Dataset entries:

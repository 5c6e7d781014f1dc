use bytes::BytesMut;
use tracing::{debug, error, info, trace, warn};

use crate::config::PipeConfig;
use crate::error::{PipeError, Result};
use crate::sys;

/// Which end of the channel a [`Pipe`] is.
#[derive(Debug, Clone, Copy, PartialEq, Eq)]
pub enum PipeRole {
    /// Owns the name and waits for a peer to connect.
    Server,
    /// Connects to a server that owns the name.
    Client,
}

/// Connection state of a [`Pipe`].
#[derive(Debug, Clone, Copy, PartialEq, Eq)]
pub enum PipeState {
    /// No channel, or the last one was torn down. `connect` starts over.
    Disconnected,
    /// A connection attempt is outstanding. `connect` polls it.
    ConnectPending,
    /// The channel is usable for reads and writes.
    Connected,
}

/// Non-error outcome of a pipe operation.
///
/// `Err(PipeError)` is the third tier: an unexpected failure.
#[must_use]
#[derive(Debug, Clone, Copy, PartialEq, Eq)]
pub enum PipeStatus {
    /// The operation completed.
    Success,
    /// Nothing happened this time (not connected yet, nothing to read, peer
    /// busy). Retry on a later tick; no state was changed.
    Transient,
}

impl PipeStatus {
    pub fn is_success(self) -> bool {
        self == PipeStatus::Success
    }
}

/// Progress reported by the platform layer for a connection attempt.
#[derive(Debug, Clone, Copy, PartialEq, Eq)]
pub(crate) enum ConnectProgress {
    Connected,
    Pending,
    /// No server is listening yet, or another server already owns the name.
    Unavailable,
    /// The channel is being torn down by the peer.
    TornDown,
}

#[derive(Debug, Clone, Copy, PartialEq, Eq)]
pub(crate) enum WriteOutcome {
    Written(usize),
    /// The peer did not drain the channel within the stall bound and no
    /// bytes were written.
    Stalled,
    PeerClosed,
}

#[derive(Debug, Clone, Copy, PartialEq, Eq)]
pub(crate) enum ReadOutcome {
    Empty,
    Message(usize),
    PeerClosed,
}

/// A single named, duplex, message-framed channel to exactly one peer.
///
/// All operations are non-blocking except [`Pipe::write`], which is
/// synchronous and all-or-nothing. Call [`Pipe::connect`] once per tick
/// before reading or writing; it is a no-op once connected.
pub struct Pipe {
    name: String,
    role: PipeRole,
    state: PipeState,
    config: PipeConfig,
    sys: sys::PipeImpl,
}

impl Pipe {
    /// Create the server end of the pipe `name` and attempt a first connect.
    ///
    /// Another server already owning the name is not an error; the pipe
    /// stays disconnected and later `connect` calls retry.
    pub fn create_server(name: &str, config: PipeConfig) -> Result<Self> {
        Self::create(name, PipeRole::Server, config)
    }

    /// Create the client end of the pipe `name` and attempt a first connect.
    ///
    /// No server listening yet is not an error; later `connect` calls retry.
    pub fn create_client(name: &str, config: PipeConfig) -> Result<Self> {
        Self::create(name, PipeRole::Client, config)
    }

    fn create(name: &str, role: PipeRole, config: PipeConfig) -> Result<Self> {
        let sys = sys::PipeImpl::new(role, name, &config)?;
        let mut pipe = Self {
            name: name.to_string(),
            role,
            state: PipeState::Disconnected,
            config,
            sys,
        };
        debug!(pipe = %pipe.name, address = %pipe.sys.address(), ?role, "created pipe");

        let _ = pipe.connect()?;
        Ok(pipe)
    }

    /// Drive the connection state machine one step.
    ///
    /// Returns `Success` once connected. While a connection attempt is
    /// outstanding, or no peer is available, returns `Transient`.
    pub fn connect(&mut self) -> Result<PipeStatus> {
        let progress = match self.state {
            PipeState::Connected => return Ok(PipeStatus::Success),
            PipeState::ConnectPending => self.sys.poll_connect(&self.config)?,
            PipeState::Disconnected => self.sys.begin_connect(&self.config)?,
        };

        match progress {
            ConnectProgress::Connected => {
                self.state = PipeState::Connected;
                info!(pipe = %self.name, role = ?self.role, "pipe connected");
                Ok(PipeStatus::Success)
            }
            ConnectProgress::Pending => {
                if self.state != PipeState::ConnectPending {
                    debug!(pipe = %self.name, "waiting for peer");
                }
                self.state = PipeState::ConnectPending;
                Ok(PipeStatus::Transient)
            }
            ConnectProgress::Unavailable => {
                self.state = PipeState::Disconnected;
                Ok(PipeStatus::Transient)
            }
            ConnectProgress::TornDown => {
                debug!(pipe = %self.name, "peer is tearing down the channel");
                self.disconnect()?;
                Ok(PipeStatus::Transient)
            }
        }
    }

    /// Drop the current connection, abandoning any outstanding attempt.
    ///
    /// The server flushes and releases its channel instance but keeps owning
    /// the name; the client closes its handle. Idempotent.
    pub fn disconnect(&mut self) -> Result<()> {
        let was = self.state;
        self.state = PipeState::Disconnected;
        self.sys.disconnect()?;
        if was == PipeState::Connected {
            info!(pipe = %self.name, role = ?self.role, "pipe disconnected");
        }
        Ok(())
    }

    /// Write one whole message (blocking).
    ///
    /// Anything other than all of `bytes` being accepted is a fatal
    /// [`PipeError::ShortWrite`]: the receiver frames by message.
    pub fn write(&mut self, bytes: &[u8]) -> Result<PipeStatus> {
        if self.state != PipeState::Connected {
            return Ok(PipeStatus::Transient);
        }

        match self.sys.write(bytes, &self.config)? {
            WriteOutcome::Written(n) if n == bytes.len() => {
                trace!(pipe = %self.name, size = n, "wrote message");
                Ok(PipeStatus::Success)
            }
            WriteOutcome::Written(n) => {
                error!(pipe = %self.name, expected = bytes.len(), actual = n, "short pipe write");
                Err(PipeError::ShortWrite {
                    expected: bytes.len(),
                    actual: n,
                })
            }
            WriteOutcome::Stalled => {
                warn!(pipe = %self.name, size = bytes.len(), "peer is not draining the pipe");
                Ok(PipeStatus::Transient)
            }
            WriteOutcome::PeerClosed => {
                self.disconnect()?;
                Ok(PipeStatus::Transient)
            }
        }
    }

    /// Read the next whole message into `out` (non-blocking).
    ///
    /// `out` is cleared first. With nothing available, returns `Transient`
    /// and leaves `out` empty; this is the normal idle case.
    pub fn read(&mut self, out: &mut BytesMut) -> Result<PipeStatus> {
        out.clear();
        if self.state != PipeState::Connected {
            return Ok(PipeStatus::Transient);
        }

        match self.sys.read(out, &self.config) {
            Ok(ReadOutcome::Empty) => Ok(PipeStatus::Transient),
            Ok(ReadOutcome::Message(n)) => {
                trace!(pipe = %self.name, size = n, "read message");
                Ok(PipeStatus::Success)
            }
            Ok(ReadOutcome::PeerClosed) => {
                out.clear();
                self.disconnect()?;
                Ok(PipeStatus::Transient)
            }
            Err(err) => {
                out.clear();
                if err.is_fatal() {
                    error!(pipe = %self.name, %err, "pipe read broke framing");
                }
                Err(err)
            }
        }
    }

    /// Block until everything written so far has been handed to the peer.
    pub fn flush(&mut self) -> Result<()> {
        if self.state != PipeState::Connected {
            return Ok(());
        }
        self.sys.flush()
    }

    /// The name this pipe was created with.
    pub fn name(&self) -> &str {
        &self.name
    }

    /// The platform address derived from the name.
    pub fn address(&self) -> &str {
        self.sys.address()
    }

    pub fn role(&self) -> PipeRole {
        self.role
    }

    pub fn state(&self) -> PipeState {
        self.state
    }

    pub fn is_connected(&self) -> bool {
        self.state == PipeState::Connected
    }

    pub fn config(&self) -> &PipeConfig {
        &self.config
    }
}

impl Drop for Pipe {
    fn drop(&mut self) {
        if let Err(err) = self.disconnect() {
            debug!(pipe = %self.name, %err, "disconnect during drop failed");
        }
    }
}

impl std::fmt::Debug for Pipe {
    fn fmt(&self, f: &mut std::fmt::Formatter<'_>) -> std::fmt::Result {
        f.debug_struct("Pipe")
            .field("name", &self.name)
            .field("address", &self.sys.address())
            .field("role", &self.role)
            .field("state", &self.state)
            .finish()
    }
}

The task
Begin at the line above that has "Connection state of" and stop after the line that has "pub fn is_success(self)", copying each line exactly and adding nothing else.

Your response
/// Connection state of a [`Pipe`].
#[derive(Debug, Clone, Copy, PartialEq, Eq)]
pub enum PipeState {
    /// No channel, or the last one was torn down. `connect` starts over.
    Disconnected,
    /// A connection attempt is outstanding. `connect` polls it.
    ConnectPending,
    /// The channel is usable for reads and writes.
    Connected,
}

/// Non-error outcome of a pipe operation.
///
/// `Err(PipeError)` is the third tier: an unexpected failure.
#[must_use]
#[derive(Debug, Clone, Copy, PartialEq, Eq)]
pub enum PipeStatus {
    /// The operation completed.
    Success,
    /// Nothing happened this time (not connected yet, nothing to read, peer
    /// busy). Retry on a later tick; no state was changed.
    Transient,
}

impl PipeStatus {
    pub fn is_success(self) -> bool {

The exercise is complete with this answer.